Although it’s a battle, I know that I am no longer a slave to fear. I know that I have the ingredients and the weaponry to win this particular battle. I know that fear is there to make me doubt my beliefs, my abilities, and who God says I am. Fear cripples, kills, and destroys dreams and visions. But I believe in a God who fans dreams into flames when they glorify Him and progress His Kingdom. I believe in a God who humbled Himself to come to earth as a man, and die in our place, taking on the sin of the world, and crushing fear and death in it’s place. I believe in a God who overcomes the darkness in this world, and places His children on a lamp stand to shine brightly across the nations, showing everyone everywhere that there is hope, there if life and there is light in this dark world.

You’re here to be light, bringing out the God-colours in the world. God is not a secret to be kept. We’re going public with this, as public as a city on a hill. If I make you light-bearers, you don’t think I’m going to hide you under a bucket, do you? I’m putting you on a light stand. Now that I’ve put you there on a hilltop, on a light stand—shine! Keep open house; be generous with your lives. By opening up to others, you’ll prompt people to open up with God, this generous Father in heaven.
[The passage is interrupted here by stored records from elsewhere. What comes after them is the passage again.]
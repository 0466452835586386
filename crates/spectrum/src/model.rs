//! Calibrated piecewise flux spectrum

// crate modules
use crate::balance::Balance;
use crate::calibration::{calibrate, Calibration, RatioTable};
use crate::config::SpectrumConfig;
use crate::error::{Error, Result};
use crate::shape::Shape;

// neutronics toolbox
use nflux_utils::{f, ValueExt};

/// Energy region of the composite spectrum
///
/// Each boundary energy belongs to the region below it.
///
/// | Region     | Energy range              | Flux              |
/// | ---------- | ------------------------- | ----------------- |
/// | Thermal    | `0 < E <= e1`             | `M(E)`            |
/// | Epithermal | `e1 < E <= e2`            | `c2 / E`          |
/// | Fast       | `E > e2`                  | `c3 * Chi(E)`     |
#[derive(Debug, Clone, Copy, PartialEq, Eq)]
pub enum Region {
    /// Maxwellian region below the thermal cutoff
    Thermal,
    /// 1/E region between the cutoff and the fast boundary
    Epithermal,
    /// Chi spectrum region above the fast boundary
    Fast,
}

impl std::fmt::Display for Region {
    fn fmt(&self, f: &mut std::fmt::Formatter) -> std::fmt::Result {
        let name = match self {
            Self::Thermal => "thermal",
            Self::Epithermal => "epithermal",
            Self::Fast => "fast",
        };
        write!(f, "{name}")
    }
}

/// Composite thermal, epithermal, and fast neutron flux spectrum
///
/// The thermal cutoff is calibrated on construction so that the ratio of
/// thermal to non-thermal flux matches the target. The model is immutable
/// afterwards and every evaluation is a pure function of energy.
///
/// Absolute flux magnitude is arbitrary. The thermal region has a scale of
/// exactly 1 and the other two are chosen for continuity at the boundaries.
///
/// ```rust, no_run
/// # use nflux_spectrum::{SpectrumModel, Region};
/// // Thermal to non-thermal ratio of 1 at 600 K
/// let model = SpectrumModel::new(1.0, 600.0).unwrap();
///
/// // Evaluate anywhere above zero
/// let flux = model.flux(1.0e4).unwrap();
/// assert_eq!(flux, model.scale_epithermal() / 1.0e4);
/// assert_eq!(model.region(1.0e7).unwrap(), Region::Fast);
/// ```
#[derive(Debug, Clone)]
pub struct SpectrumModel {
    thermal_temperature: f64,
    target_ratio: f64,
    balance: Balance,
    calibration: Calibration,
    table: RatioTable,
}

impl SpectrumModel {
    /// Calibrate a model with the default [SpectrumConfig]
    ///
    /// - `target_ratio` - thermal to non-thermal flux ratio
    /// - `thermal_temperature` - neutron temperature (K)
    pub fn new(target_ratio: f64, thermal_temperature: f64) -> Result<Self> {
        Self::with_config(target_ratio, thermal_temperature, &SpectrumConfig::default())
    }

    /// Calibrate a model with a custom configuration
    pub fn with_config(
        target_ratio: f64,
        thermal_temperature: f64,
        config: &SpectrumConfig,
    ) -> Result<Self> {
        if !(thermal_temperature.is_finite() && thermal_temperature > 0.0) {
            return Err(Error::NonPositiveTemperature(thermal_temperature));
        }

        if !(target_ratio.is_finite() && target_ratio > 0.0) {
            return Err(Error::NonPositiveRatio(target_ratio));
        }

        let balance = Balance::new(thermal_temperature, config)?;
        let (calibration, table) = calibrate(&balance, target_ratio, &config.calibration)?;

        Ok(Self {
            thermal_temperature,
            target_ratio,
            balance,
            calibration,
            table,
        })
    }

    /// Neutron temperature (K)
    pub fn thermal_temperature(&self) -> f64 {
        self.thermal_temperature
    }

    /// Requested thermal to non-thermal ratio
    pub fn target_ratio(&self) -> f64 {
        self.target_ratio
    }

    /// Boundary between thermal and epithermal regions e1 (eV)
    pub fn thermal_cutoff(&self) -> f64 {
        self.calibration.cutoff
    }

    /// Boundary between epithermal and fast regions e2 (eV)
    pub fn fast_boundary(&self) -> f64 {
        self.balance.fast_boundary()
    }

    /// Epithermal scale factor c2
    pub fn scale_epithermal(&self) -> f64 {
        self.calibration.scale_epithermal
    }

    /// Fast scale factor c3
    pub fn scale_fast(&self) -> f64 {
        self.calibration.scale_fast
    }

    /// Calibrated cutoff and scale factors together
    pub fn calibration(&self) -> &Calibration {
        &self.calibration
    }

    /// Shapes, bounds and integrator behind the calibration
    pub fn balance(&self) -> &Balance {
        &self.balance
    }

    /// Table of ratio against cutoff used for the calibration
    pub fn ratio_table(&self) -> &RatioTable {
        &self.table
    }

    /// Region that an energy (eV) falls in
    pub fn region(&self, energy: f64) -> Result<Region> {
        if energy.is_nan() || energy <= 0.0 {
            return Err(Error::NonPositiveEnergy(energy));
        }

        Ok(if energy <= self.thermal_cutoff() {
            Region::Thermal
        } else if energy <= self.fast_boundary() {
            Region::Epithermal
        } else {
            Region::Fast
        })
    }

    /// Flux at an energy (eV)
    ///
    /// Energies at or below zero fail with [Error::NonPositiveEnergy].
    pub fn flux(&self, energy: f64) -> Result<f64> {
        let b = &self.balance;
        Ok(match self.region(energy)? {
            Region::Thermal => b.maxwellian().value(energy),
            Region::Epithermal => self.scale_epithermal() * b.epithermal().value(energy),
            Region::Fast => self.scale_fast() * b.chi().value(energy),
        })
    }

    /// Flux at every energy, failing on the first invalid energy
    pub fn flux_many(&self, energies: &[f64]) -> Result<Vec<f64>> {
        energies.iter().map(|e| self.flux(*e)).collect()
    }

    /// Flux per unit lethargy, `E * flux(E)`
    pub fn lethargy(&self, energy: f64) -> Result<f64> {
        Ok(energy * self.flux(energy)?)
    }

    /// Thermal to non-thermal ratio implied by any trial cutoff (eV)
    pub fn ratio(&self, cutoff: f64) -> Result<f64> {
        self.balance.ratio(cutoff)
    }

    /// Ratio for every trial cutoff, i.e. the calibration curve
    pub fn ratio_curve(&self, cutoffs: &[f64]) -> Result<Vec<f64>> {
        cutoffs.iter().map(|e1| self.ratio(*e1)).collect()
    }
}

impl std::fmt::Display for SpectrumModel {
    fn fmt(&self, f: &mut std::fmt::Formatter) -> std::fmt::Result {
        let mut s = "SpectrumModel {\n".to_string();
        s += &f!("    temperature: {} K\n", self.thermal_temperature);
        s += &f!("    target ratio: {}\n", self.target_ratio.sci(5, 2));
        s += &f!("    thermal cutoff: {} eV\n", self.thermal_cutoff().sci(5, 2));
        s += &f!("    fast boundary: {} eV\n", self.fast_boundary().sci(5, 2));
        s += &f!("    c2: {}\n", self.scale_epithermal().sci(5, 2));
        s += &f!("    c3: {}\n}}", self.scale_fast().sci(5, 2));
        write!(f, "{s}")
    }
}
//! Tunable constants for building a spectrum model

// standard library
use std::fs::File;
use std::io::BufReader;
use std::path::Path;

// crate modules
use crate::calibration::CalibrationSettings;
use crate::constants::{FAST_BOUNDARY, UPPER_FAST_BOUND};
use crate::error::{Error, Result};
use crate::quadrature::QuadratureSettings;

// external crates
use serde::{Deserialize, Serialize};

/// Loosest relative tolerance accepted for the region integrals
const MAX_REL_TOL: f64 = 1e-8;

/// Configuration shared by every [SpectrumModel](crate::SpectrumModel)
///
/// Defaults are a fast boundary of 1 MeV and a fast integral truncated at
/// 20 MeV. Any field missing from a JSON file takes its default value.
///
/// ```rust
/// # use nflux_spectrum::{SpectrumConfig, OutOfRange};
/// let config: SpectrumConfig = serde_json::from_str(r#"{
///     "fast_boundary": 1.0e5,
///     "calibration": { "out_of_range": "clamp" }
/// }"#).unwrap();
///
/// assert_eq!(config.fast_boundary, 1.0e5);
/// assert_eq!(config.upper_fast_bound, 2.0e7);
/// assert_eq!(config.calibration.out_of_range, OutOfRange::Clamp);
/// ```
#[derive(Debug, Clone, Copy, PartialEq, Serialize, Deserialize)]
#[serde(default)]
pub struct SpectrumConfig {
    /// Lower edge of the fast region e2 (eV)
    pub fast_boundary: f64,
    /// Upper limit of the fast region integral (eV)
    pub upper_fast_bound: f64,
    /// Tolerances for the region integrals
    pub quadrature: QuadratureSettings,
    /// Calibration table grid and range policy
    pub calibration: CalibrationSettings,
}

impl Default for SpectrumConfig {
    fn default() -> Self {
        Self {
            fast_boundary: FAST_BOUNDARY,
            upper_fast_bound: UPPER_FAST_BOUND,
            quadrature: QuadratureSettings::default(),
            calibration: CalibrationSettings::default(),
        }
    }
}

impl SpectrumConfig {
    /// Read a configuration from a JSON file
    ///
    /// The configuration is validated before being returned.
    pub fn from_json_file<P: AsRef<Path>>(path: P) -> Result<Self> {
        let reader = BufReader::new(File::open(path.as_ref())?);
        let config: Self = serde_json::from_reader(reader)?;
        config.validate()?;
        Ok(config)
    }

    /// Check that every value is usable
    pub fn validate(&self) -> Result<()> {
        let positive = |v: f64| v.is_finite() && v > 0.0;

        if !positive(self.fast_boundary) {
            return invalid(format!(
                "fast_boundary must be positive (found {:?})",
                self.fast_boundary
            ));
        }

        if !(self.upper_fast_bound.is_finite() && self.upper_fast_bound > self.fast_boundary) {
            return invalid(format!(
                "upper_fast_bound {:e} must be above fast_boundary {:e}",
                self.upper_fast_bound, self.fast_boundary
            ));
        }

        let q = &self.quadrature;
        if !(positive(q.rel_tol) && q.rel_tol <= MAX_REL_TOL) {
            return invalid(format!(
                "quadrature rel_tol must be in (0, {MAX_REL_TOL:e}] (found {:?})",
                q.rel_tol
            ));
        }

        if !(q.abs_tol.is_finite() && q.abs_tol >= 0.0) {
            return invalid(format!(
                "quadrature abs_tol must be non-negative (found {:?})",
                q.abs_tol
            ));
        }

        if q.max_subdivisions == 0 {
            return invalid("quadrature max_subdivisions must be at least 1".to_string());
        }

        let c = &self.calibration;
        if c.grid_points < 2 {
            return invalid(format!(
                "calibration grid_points must be at least 2 (found {})",
                c.grid_points
            ));
        }

        if !(positive(c.cutoff_min) && c.cutoff_min < self.fast_boundary) {
            return invalid(format!(
                "calibration cutoff_min must be in (0, fast_boundary) (found {:?})",
                c.cutoff_min
            ));
        }

        if !positive(c.cutoff_max_kt) {
            return invalid(format!(
                "calibration cutoff_max_kt must be positive (found {:?})",
                c.cutoff_max_kt
            ));
        }

        Ok(())
    }
}

fn invalid(message: String) -> Result<()> {
    Err(Error::InvalidConfig(message))
}

#[cfg(test)]
mod tests {
    use super::*;

    #[test]
    fn defaults_are_valid() {
        assert!(SpectrumConfig::default().validate().is_ok());
    }

    #[test]
    fn loose_tolerance_rejected() {
        let mut config = SpectrumConfig::default();
        config.quadrature.rel_tol = 1e-6;
        assert!(matches!(config.validate(), Err(Error::InvalidConfig(_))));
    }

    #[test]
    fn fast_bounds_must_be_ordered() {
        let config = SpectrumConfig {
            fast_boundary: 3e7,
            ..Default::default()
        };
        assert!(matches!(config.validate(), Err(Error::InvalidConfig(_))));
    }

    #[test]
    fn empty_json_is_default() {
        let config: SpectrumConfig = serde_json::from_str("{}").unwrap();
        assert_eq!(config, SpectrumConfig::default());
    }

    #[test]
    fn missing_file_is_io_error() {
        let result = SpectrumConfig::from_json_file("./does/not/exist.json");
        assert!(matches!(result, Err(Error::Io(_))));
    }
}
Matthew 5:14-16 (The Message)

So yes, I am still on a journey, I am still reminding myself every day to stand firm, but I am so thankful when I look back on my life and see how far I’ve come. I am so blessed to look to my future and think about the distance I can go based on where I’ve come from. I don’t thank God enough for the work He has done and is doing in my life, freeing me from the shackles of fear, and placing me on a lamp stand to shine.

I hope these words and my story encourage you to take that step out of the shadow of fear today. To make a decision to not give into stupid thoughts from media, but to look to someone who can help make good decisions in your life. I can’t express how good it is to ask God to lift your head out of the cloud of confusion, and to take a chance and trust Him.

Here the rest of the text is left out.